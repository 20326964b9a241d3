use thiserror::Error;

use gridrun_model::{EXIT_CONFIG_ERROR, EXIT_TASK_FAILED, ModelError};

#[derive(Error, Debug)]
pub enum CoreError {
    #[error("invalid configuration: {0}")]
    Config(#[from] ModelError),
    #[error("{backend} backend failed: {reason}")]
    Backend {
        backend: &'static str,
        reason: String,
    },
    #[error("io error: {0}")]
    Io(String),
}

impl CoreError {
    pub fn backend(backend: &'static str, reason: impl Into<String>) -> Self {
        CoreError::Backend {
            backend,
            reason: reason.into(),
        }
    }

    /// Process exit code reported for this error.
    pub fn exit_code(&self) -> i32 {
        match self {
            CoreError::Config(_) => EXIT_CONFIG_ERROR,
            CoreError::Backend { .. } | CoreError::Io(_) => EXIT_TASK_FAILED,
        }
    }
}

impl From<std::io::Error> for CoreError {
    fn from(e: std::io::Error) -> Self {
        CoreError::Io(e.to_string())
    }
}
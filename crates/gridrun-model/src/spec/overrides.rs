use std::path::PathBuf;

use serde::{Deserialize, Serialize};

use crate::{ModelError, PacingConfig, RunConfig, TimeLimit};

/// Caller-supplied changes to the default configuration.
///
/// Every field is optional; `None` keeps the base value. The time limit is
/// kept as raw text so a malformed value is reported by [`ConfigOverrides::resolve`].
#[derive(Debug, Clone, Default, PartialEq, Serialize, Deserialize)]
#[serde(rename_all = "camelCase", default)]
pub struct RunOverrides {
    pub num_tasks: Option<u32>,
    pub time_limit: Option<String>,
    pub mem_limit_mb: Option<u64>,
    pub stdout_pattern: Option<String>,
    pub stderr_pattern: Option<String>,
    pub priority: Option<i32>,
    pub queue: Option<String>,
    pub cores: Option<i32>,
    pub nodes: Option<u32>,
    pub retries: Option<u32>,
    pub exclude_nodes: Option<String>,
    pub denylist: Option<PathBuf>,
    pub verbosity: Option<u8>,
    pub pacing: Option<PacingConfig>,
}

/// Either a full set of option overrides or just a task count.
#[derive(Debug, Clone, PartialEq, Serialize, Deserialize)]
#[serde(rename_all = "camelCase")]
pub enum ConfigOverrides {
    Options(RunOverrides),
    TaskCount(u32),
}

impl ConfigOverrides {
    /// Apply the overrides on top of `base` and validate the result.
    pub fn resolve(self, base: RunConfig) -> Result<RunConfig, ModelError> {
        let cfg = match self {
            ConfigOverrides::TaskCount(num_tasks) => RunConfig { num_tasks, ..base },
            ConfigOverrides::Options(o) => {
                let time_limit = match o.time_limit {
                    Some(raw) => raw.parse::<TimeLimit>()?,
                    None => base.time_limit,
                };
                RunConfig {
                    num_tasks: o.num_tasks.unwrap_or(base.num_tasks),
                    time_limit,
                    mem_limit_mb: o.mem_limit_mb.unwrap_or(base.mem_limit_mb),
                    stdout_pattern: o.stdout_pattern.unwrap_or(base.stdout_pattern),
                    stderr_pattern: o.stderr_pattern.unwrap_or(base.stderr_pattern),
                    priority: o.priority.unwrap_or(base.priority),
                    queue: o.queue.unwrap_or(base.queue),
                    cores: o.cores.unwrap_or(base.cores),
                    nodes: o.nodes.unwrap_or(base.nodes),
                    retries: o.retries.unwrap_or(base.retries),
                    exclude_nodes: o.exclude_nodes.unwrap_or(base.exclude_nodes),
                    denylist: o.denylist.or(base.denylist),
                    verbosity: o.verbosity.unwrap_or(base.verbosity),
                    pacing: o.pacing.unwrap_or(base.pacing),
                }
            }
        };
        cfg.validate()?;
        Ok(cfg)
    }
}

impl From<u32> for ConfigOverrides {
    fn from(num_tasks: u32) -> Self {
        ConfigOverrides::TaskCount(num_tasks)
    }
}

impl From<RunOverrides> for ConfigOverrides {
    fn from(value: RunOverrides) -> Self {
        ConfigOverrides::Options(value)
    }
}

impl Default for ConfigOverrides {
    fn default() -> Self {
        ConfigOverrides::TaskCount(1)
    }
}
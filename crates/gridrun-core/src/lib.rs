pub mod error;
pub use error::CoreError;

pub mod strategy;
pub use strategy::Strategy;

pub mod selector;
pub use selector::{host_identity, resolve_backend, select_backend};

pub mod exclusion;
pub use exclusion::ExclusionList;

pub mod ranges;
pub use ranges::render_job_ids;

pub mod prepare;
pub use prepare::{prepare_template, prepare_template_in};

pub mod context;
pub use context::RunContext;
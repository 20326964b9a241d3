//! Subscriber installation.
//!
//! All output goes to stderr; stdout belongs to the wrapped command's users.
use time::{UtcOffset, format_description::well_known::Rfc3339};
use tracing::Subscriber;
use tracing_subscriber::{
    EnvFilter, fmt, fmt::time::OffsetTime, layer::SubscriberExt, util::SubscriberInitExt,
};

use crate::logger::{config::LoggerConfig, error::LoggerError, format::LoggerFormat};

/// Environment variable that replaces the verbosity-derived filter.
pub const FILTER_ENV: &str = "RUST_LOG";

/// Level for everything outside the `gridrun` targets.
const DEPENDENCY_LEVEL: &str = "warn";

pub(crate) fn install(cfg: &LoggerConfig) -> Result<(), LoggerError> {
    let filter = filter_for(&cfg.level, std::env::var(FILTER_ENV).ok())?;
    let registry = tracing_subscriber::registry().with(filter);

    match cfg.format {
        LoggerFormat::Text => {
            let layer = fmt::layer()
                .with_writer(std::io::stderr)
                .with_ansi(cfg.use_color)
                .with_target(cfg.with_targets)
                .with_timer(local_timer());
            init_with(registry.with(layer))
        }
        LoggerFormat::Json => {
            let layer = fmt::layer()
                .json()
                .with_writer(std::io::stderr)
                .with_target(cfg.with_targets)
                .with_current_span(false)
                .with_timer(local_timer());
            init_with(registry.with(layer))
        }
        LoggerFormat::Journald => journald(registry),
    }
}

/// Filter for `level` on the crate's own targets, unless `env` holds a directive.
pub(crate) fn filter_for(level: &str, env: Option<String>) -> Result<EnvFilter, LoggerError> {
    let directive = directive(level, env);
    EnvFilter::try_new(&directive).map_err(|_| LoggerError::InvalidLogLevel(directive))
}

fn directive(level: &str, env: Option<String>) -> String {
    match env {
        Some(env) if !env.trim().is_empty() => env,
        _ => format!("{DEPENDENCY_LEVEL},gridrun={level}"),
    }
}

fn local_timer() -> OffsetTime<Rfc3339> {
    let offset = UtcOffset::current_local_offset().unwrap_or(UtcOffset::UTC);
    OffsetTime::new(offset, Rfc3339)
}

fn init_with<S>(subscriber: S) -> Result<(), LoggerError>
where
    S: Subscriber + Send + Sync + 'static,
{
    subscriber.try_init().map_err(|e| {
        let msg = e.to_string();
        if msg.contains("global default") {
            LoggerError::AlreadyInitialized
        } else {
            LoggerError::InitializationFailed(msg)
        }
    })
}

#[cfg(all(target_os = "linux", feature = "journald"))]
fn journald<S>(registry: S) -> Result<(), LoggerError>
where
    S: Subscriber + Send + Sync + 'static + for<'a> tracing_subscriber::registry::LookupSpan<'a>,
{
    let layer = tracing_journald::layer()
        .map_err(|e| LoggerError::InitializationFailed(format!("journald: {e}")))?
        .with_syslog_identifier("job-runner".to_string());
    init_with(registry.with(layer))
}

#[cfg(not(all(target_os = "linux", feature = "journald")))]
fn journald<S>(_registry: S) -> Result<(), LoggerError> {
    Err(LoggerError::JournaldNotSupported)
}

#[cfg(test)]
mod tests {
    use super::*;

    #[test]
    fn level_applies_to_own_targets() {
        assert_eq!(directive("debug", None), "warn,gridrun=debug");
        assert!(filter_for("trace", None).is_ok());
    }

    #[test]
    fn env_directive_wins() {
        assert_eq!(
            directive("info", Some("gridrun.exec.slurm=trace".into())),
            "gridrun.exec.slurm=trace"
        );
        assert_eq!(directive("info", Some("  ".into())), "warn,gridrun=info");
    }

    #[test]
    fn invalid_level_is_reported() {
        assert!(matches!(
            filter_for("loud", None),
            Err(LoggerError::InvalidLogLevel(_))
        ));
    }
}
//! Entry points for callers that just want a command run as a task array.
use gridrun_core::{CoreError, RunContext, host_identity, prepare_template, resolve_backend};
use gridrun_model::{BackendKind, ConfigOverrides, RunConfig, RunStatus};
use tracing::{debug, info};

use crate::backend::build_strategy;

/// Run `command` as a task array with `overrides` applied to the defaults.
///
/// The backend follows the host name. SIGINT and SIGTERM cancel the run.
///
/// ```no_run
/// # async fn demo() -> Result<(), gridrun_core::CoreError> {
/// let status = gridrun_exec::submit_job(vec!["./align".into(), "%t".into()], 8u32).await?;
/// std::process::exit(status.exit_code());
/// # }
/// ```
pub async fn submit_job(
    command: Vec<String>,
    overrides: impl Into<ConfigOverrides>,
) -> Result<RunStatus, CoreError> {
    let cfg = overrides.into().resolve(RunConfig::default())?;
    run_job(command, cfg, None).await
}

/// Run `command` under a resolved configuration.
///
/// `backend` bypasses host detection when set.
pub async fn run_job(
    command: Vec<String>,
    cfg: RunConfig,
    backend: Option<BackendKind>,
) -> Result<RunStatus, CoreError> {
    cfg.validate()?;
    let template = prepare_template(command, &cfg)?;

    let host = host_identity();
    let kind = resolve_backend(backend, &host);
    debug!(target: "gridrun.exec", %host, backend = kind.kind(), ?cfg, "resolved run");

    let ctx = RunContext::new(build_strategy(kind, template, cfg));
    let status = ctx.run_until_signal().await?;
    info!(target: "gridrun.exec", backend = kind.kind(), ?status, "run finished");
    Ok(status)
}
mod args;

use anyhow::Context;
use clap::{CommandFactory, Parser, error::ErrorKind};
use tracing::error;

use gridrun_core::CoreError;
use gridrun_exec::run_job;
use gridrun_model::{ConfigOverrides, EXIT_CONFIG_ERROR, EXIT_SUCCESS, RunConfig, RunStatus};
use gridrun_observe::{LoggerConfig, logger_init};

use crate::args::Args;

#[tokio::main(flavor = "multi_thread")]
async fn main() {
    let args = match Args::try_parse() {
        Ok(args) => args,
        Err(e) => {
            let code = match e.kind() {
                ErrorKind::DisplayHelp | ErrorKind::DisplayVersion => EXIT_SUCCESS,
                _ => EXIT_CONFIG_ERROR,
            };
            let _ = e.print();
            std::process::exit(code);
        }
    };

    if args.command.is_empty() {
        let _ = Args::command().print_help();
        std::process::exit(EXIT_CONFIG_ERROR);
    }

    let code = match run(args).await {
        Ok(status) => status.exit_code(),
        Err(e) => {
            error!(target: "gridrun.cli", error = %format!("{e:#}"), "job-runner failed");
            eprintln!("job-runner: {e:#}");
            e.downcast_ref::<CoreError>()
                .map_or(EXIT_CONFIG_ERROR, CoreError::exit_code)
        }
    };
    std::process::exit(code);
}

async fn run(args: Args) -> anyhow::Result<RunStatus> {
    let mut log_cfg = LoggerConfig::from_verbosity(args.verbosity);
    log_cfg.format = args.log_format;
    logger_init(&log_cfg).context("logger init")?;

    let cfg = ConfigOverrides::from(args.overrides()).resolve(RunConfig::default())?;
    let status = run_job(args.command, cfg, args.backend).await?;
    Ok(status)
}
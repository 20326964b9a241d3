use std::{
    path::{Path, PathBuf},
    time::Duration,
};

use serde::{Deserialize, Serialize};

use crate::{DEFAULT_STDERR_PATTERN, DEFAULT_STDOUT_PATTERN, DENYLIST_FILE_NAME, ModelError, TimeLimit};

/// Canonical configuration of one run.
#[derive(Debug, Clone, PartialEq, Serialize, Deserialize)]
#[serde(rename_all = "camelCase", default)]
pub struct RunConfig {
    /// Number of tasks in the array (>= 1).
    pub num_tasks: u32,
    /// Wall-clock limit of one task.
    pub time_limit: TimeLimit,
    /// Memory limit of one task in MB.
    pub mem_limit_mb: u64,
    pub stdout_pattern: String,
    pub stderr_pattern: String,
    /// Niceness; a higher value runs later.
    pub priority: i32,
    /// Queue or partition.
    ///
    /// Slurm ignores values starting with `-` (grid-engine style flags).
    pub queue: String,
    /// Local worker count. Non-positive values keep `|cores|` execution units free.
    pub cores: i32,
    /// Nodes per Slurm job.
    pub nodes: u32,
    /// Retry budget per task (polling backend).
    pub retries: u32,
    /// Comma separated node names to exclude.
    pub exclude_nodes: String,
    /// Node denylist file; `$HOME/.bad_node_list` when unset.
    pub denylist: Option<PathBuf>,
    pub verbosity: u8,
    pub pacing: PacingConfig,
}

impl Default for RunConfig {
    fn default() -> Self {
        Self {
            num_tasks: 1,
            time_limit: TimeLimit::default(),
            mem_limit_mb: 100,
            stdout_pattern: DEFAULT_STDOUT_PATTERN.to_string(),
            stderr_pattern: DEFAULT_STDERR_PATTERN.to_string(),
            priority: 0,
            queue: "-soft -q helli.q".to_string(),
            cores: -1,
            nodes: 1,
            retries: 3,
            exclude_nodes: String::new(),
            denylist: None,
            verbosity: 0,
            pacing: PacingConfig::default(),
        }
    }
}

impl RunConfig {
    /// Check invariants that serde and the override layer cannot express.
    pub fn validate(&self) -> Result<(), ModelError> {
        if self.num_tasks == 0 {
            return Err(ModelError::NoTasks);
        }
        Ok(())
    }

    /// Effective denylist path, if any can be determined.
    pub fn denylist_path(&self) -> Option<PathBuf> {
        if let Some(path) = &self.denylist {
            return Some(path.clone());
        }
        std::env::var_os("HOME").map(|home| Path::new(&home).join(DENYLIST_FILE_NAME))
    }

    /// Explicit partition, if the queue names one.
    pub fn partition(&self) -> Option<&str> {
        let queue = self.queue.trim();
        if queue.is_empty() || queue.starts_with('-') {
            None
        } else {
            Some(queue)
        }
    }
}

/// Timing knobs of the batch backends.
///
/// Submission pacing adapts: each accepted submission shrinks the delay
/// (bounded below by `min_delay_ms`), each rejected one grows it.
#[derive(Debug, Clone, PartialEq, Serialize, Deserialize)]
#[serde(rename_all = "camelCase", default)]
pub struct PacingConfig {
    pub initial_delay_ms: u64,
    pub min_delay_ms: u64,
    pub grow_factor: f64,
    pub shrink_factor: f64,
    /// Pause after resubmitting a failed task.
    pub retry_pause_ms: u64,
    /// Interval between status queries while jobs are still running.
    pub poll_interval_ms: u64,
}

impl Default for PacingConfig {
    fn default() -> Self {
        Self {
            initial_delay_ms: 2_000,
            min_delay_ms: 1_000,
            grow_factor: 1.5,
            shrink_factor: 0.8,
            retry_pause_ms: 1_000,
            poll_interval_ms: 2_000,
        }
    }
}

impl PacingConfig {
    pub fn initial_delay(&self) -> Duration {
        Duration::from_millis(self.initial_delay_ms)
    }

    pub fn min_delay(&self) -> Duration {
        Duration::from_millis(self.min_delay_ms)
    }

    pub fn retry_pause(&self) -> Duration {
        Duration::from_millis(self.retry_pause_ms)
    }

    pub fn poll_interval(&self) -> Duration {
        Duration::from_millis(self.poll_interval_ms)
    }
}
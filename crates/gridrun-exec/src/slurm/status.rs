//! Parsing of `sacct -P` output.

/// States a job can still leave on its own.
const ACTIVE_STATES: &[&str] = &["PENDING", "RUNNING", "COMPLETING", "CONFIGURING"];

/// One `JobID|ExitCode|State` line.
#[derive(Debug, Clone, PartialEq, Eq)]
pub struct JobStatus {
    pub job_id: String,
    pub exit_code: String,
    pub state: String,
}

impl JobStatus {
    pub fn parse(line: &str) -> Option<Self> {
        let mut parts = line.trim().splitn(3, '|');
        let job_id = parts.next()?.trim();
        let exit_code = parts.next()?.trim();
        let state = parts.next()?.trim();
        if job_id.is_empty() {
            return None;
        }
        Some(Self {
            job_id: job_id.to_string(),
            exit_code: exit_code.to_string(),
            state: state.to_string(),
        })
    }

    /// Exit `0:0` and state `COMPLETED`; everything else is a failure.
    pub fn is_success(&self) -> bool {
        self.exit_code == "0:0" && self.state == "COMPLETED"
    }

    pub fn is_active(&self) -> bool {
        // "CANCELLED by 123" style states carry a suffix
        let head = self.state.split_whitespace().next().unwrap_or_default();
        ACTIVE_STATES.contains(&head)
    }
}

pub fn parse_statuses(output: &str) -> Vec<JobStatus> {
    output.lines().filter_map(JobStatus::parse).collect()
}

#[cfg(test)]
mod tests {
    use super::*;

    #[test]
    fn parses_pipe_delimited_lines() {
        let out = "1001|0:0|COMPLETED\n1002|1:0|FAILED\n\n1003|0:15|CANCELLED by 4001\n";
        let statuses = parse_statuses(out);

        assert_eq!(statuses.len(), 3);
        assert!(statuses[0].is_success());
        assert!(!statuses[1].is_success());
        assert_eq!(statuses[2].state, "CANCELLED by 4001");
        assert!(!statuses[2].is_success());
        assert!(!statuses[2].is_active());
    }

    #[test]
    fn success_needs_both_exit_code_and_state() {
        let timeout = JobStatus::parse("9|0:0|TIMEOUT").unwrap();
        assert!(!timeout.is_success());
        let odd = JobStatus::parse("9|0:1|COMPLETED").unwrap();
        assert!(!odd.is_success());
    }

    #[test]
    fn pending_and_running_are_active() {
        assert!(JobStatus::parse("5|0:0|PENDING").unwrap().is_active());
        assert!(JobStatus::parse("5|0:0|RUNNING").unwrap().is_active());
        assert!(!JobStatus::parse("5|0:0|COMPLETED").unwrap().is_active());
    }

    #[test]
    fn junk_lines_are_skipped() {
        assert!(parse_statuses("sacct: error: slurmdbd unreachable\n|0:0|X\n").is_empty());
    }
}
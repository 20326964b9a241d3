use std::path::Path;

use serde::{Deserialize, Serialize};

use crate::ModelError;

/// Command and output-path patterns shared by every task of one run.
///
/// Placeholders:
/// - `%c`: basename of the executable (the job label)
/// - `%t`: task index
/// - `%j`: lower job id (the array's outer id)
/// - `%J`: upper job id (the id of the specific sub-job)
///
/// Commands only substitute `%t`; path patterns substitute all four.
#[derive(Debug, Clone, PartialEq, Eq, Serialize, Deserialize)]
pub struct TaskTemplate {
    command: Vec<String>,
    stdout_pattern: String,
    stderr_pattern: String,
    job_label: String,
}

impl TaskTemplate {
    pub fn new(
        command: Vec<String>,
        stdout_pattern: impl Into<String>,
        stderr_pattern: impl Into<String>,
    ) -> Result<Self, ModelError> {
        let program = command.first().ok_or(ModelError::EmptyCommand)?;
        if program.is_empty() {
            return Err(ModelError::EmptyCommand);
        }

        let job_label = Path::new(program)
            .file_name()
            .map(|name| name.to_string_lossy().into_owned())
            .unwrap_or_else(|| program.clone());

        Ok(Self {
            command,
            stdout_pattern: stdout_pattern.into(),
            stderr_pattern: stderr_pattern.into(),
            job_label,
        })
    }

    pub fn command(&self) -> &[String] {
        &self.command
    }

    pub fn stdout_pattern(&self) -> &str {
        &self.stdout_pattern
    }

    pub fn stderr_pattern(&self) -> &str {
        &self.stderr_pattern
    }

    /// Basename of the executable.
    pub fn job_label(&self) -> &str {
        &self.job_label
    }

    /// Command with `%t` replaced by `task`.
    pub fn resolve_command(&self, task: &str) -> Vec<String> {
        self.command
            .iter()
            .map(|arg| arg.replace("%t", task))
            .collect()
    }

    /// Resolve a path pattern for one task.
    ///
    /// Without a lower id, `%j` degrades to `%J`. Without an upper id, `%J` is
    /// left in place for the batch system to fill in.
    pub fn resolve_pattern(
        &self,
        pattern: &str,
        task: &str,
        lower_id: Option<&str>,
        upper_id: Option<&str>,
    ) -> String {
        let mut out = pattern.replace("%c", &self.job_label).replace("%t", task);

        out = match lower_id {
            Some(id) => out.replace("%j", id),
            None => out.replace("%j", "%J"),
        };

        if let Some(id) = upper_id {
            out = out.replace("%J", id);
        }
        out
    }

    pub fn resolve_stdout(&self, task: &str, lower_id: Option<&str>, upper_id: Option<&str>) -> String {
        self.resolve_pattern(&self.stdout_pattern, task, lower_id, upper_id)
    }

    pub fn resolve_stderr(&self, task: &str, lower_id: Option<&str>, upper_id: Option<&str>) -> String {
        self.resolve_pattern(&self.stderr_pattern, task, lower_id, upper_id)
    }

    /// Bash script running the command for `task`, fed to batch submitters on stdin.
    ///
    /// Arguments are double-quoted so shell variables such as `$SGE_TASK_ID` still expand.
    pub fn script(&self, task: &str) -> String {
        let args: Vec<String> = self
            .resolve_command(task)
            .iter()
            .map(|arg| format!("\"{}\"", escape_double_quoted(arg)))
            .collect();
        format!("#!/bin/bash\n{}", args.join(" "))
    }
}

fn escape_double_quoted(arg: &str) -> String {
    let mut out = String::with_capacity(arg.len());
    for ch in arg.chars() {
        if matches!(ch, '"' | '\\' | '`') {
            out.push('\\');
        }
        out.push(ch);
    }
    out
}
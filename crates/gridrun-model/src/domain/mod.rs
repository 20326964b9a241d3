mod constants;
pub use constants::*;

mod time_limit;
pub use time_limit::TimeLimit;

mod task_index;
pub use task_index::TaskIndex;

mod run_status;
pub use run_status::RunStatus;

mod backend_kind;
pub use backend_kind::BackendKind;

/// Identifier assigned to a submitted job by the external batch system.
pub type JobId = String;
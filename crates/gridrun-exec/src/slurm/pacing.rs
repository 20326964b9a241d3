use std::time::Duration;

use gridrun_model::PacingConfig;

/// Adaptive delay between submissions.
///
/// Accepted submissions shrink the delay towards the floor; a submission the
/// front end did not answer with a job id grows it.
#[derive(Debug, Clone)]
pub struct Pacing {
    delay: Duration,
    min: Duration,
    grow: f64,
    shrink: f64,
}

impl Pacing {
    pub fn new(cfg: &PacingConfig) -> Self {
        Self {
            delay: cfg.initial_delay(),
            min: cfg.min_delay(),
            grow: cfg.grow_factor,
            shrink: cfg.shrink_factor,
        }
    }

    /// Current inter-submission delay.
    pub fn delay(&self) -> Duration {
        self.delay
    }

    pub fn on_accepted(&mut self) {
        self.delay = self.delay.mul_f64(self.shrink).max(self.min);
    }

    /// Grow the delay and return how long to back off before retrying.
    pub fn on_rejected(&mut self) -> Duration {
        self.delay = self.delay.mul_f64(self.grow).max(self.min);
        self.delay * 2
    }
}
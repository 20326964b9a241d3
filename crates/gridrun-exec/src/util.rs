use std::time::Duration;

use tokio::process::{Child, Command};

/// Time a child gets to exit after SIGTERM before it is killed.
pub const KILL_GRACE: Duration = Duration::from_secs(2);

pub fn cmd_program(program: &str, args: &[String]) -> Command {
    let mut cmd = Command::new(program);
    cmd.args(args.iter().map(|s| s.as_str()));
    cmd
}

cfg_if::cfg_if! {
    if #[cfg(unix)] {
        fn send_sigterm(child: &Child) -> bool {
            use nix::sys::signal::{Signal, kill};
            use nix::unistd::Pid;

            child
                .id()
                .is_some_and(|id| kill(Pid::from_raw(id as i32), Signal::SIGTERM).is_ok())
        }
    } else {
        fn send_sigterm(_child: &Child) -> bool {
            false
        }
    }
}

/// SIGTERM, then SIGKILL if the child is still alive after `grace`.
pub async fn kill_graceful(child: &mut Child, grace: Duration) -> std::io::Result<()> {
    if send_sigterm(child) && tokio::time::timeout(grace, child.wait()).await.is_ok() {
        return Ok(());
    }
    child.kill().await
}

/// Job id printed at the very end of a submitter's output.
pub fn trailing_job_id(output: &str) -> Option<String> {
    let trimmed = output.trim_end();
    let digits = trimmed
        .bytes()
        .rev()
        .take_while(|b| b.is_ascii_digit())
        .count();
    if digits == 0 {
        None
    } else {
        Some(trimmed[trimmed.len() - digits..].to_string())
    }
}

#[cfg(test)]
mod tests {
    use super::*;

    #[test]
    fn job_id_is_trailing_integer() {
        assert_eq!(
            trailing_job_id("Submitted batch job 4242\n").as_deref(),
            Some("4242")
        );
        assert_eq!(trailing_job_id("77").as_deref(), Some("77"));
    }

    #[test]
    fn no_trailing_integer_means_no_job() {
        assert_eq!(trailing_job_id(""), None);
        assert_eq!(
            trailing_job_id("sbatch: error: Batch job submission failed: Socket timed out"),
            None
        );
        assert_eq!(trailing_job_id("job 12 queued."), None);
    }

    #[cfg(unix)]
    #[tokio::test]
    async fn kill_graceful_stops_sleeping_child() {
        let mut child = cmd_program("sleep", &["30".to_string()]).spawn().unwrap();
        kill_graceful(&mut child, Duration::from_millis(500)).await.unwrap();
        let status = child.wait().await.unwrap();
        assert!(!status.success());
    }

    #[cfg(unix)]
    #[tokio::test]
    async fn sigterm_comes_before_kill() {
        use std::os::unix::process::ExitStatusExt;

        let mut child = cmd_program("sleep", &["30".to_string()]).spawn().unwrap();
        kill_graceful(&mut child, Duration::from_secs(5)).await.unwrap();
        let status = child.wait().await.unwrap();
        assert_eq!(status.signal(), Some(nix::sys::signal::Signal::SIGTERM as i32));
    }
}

====

— EXERCISE OBJECTIVE —
Search the entries for the word "submissions", then copy every line in which it is found.

— TASK RESULT —
/// Adaptive delay between submissions.
/// Accepted submissions shrink the delay towards the floor; a submission the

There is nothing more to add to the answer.